The CFPB issued a statement saying the ruling “upholds the fact that the CFPB’s funding structure is not novel or unusual, but in fact an essential part of the nation’s financial regulatory system.”

“For years, lawbreaking companies and Wall Street lobbyists have been scheming to defund essential consumer protection enforcement,” the CFPB said. “The Supreme Court has rejected their radical theory that would have devastated the American financial markets. The Court repudiated the arguments of the payday loan lobby and made it clear that the CFPB is here to stay.”

Leaders of credit union trade groups that had sided with the payday lenders’ suit said they were disappointed with the ruling.

“We strongly believe that the CFPB’s current funding structure denies any accountability to Congress and ultimately the consumers it is tasked with serving,” Jim Nussle, president/CEO of America’s Credit Unions, said. The group is the product of the merger of CUNA and NAFCU in January.

“The CFPB has the ability to shape the entire financial services marketplace with its actions, but has chosen to pursue overreaching regulatory burdens as a result of its broad powers,” Nussle said. “America’s Credit Unions will continue to advocate for accountability and transparency at the bureau.”

The Defense Credit Union Council President/CEO Anthony Hernandez said the group “will continue to work with members of Congress to help pass common-sense reform legislation like establishing a five-member commission to run the agency to improve transparency and accountability.”

“This would prevent much of the regulatory overreach credit unions have experienced recently from the agency,” Hernandez said.

At least one group with credit union ties supported Thursday’s decision.

The Center for Responsible Lending (CRL) said the ruling was a win for consumers. CRL is the policy arm of the Durham, N.C., nonprofit group operating two credit unions: Self-Help Credit Union ($1.8 billion in assets, 89,114 members as of March 31) and Self-Help Federal Credit Union ($2.1 billion, 100,837 members).

CRL lawyer Nadine Chabrier said the ruling “enables the immensely popular Consumer Financial Protection Bureau to keep doing its job as a watchdog agency that protects Americans’ wallets from predatory financial firms.”

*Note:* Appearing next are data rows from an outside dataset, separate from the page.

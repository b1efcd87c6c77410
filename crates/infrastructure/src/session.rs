use std::collections::HashMap;
use std::sync::atomic::{AtomicU64, Ordering};
use std::sync::{Arc, Mutex, MutexGuard, PoisonError};

use article_releases_core::{ReleaseError, ReleaseResult, RuntimeSession, SessionResponse};
use tokio::sync::oneshot;
use tracing::debug;

struct Waiter {
    id: u64,
    sender: oneshot::Sender<SessionResponse>,
}

/// 等待响应的会话登记表
///
/// 每个会话同一时刻只允许一个未完成的请求，响应按 `runtime_session_id` 投递给
/// 对应的等待者。
#[derive(Clone, Default)]
pub struct PendingSessions {
    waiters: Arc<Mutex<HashMap<RuntimeSession, Waiter>>>,
    next_id: Arc<AtomicU64>,
}

impl PendingSessions {
    pub fn new() -> Self {
        Self::default()
    }

    fn lock(&self) -> MutexGuard<'_, HashMap<RuntimeSession, Waiter>> {
        self.waiters.lock().unwrap_or_else(PoisonError::into_inner)
    }

    /// 登记会话，返回等待响应的句柄
    pub fn register(&self, session: &RuntimeSession) -> ReleaseResult<PendingReply> {
        let mut waiters = self.lock();
        if waiters.contains_key(session) {
            return Err(ReleaseError::SessionInUse {
                session_id: session.to_string(),
            });
        }

        let id = self.next_id.fetch_add(1, Ordering::Relaxed);
        let (sender, receiver) = oneshot::channel();
        waiters.insert(session.clone(), Waiter { id, sender });
        debug!(session_id = %session, "会话已登记");

        Ok(PendingReply {
            id,
            session: session.clone(),
            receiver,
            sessions: self.clone(),
        })
    }

    /// 把响应交给等待中的会话，没有等待者时原样返回响应
    ///
    /// 交付后等待方仍可能被取消，响应随之丢弃，所以 broker 确认需在交付前完成。
    pub fn complete(&self, response: SessionResponse) -> Result<(), SessionResponse> {
        let waiter = self.lock().remove(&response.session);
        match waiter {
            Some(waiter) => waiter.sender.send(response),
            None => Err(response),
        }
    }

    /// 让所有等待中的会话以失败结束，返回受影响的会话数
    pub fn fail_all(&self) -> usize {
        let mut waiters = self.lock();
        let count = waiters.len();
        waiters.clear();
        count
    }

    pub fn len(&self) -> usize {
        self.lock().len()
    }

    pub fn is_empty(&self) -> bool {
        self.lock().is_empty()
    }

    fn remove_if(&self, session: &RuntimeSession, id: u64) {
        let mut waiters = self.lock();
        if waiters.get(session).is_some_and(|waiter| waiter.id == id) {
            waiters.remove(session);
        }
    }
}

/// 单个会话请求的响应句柄
///
/// 句柄被丢弃时撤销登记，以免取消的请求占用会话。
pub struct PendingReply {
    id: u64,
    session: RuntimeSession,
    receiver: oneshot::Receiver<SessionResponse>,
    sessions: PendingSessions,
}

impl PendingReply {
    pub fn session(&self) -> &RuntimeSession {
        &self.session
    }

    /// 等待响应，会话被关闭时返回 `SessionClosed`
    pub async fn wait(mut self) -> ReleaseResult<SessionResponse> {
        (&mut self.receiver)
            .await
            .map_err(|_| ReleaseError::SessionClosed {
                session_id: self.session.to_string(),
            })
    }
}

impl Drop for PendingReply {
    fn drop(&mut self) {
        self.sessions.remove_if(&self.session, self.id);
    }
}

“The Supreme Court’s ruling provided a welcome dose of common sense as it rejected an unprecedented, reckless argument that could have destabilized a housing market that undergirds our economy and invited challenges to funding for most of the federal government, including Medicare and the Federal Reserve.”

One issue in the payday lenders’ original 2018 suit was swept away by an earlier Supreme Court ruling that said the CFPB’s single-director governance was unconstitutional. Congress changed the agency’s governance to comply.

Payday lenders filed an amended complaint in 2020 that included an argument the CFPB was unconstitutional because it was not funded by an annual appropriation by Congress. After the Fifth Circuit’s ruling, the CFPB asked the Supreme Court to review the case. The court agreed in February 2023.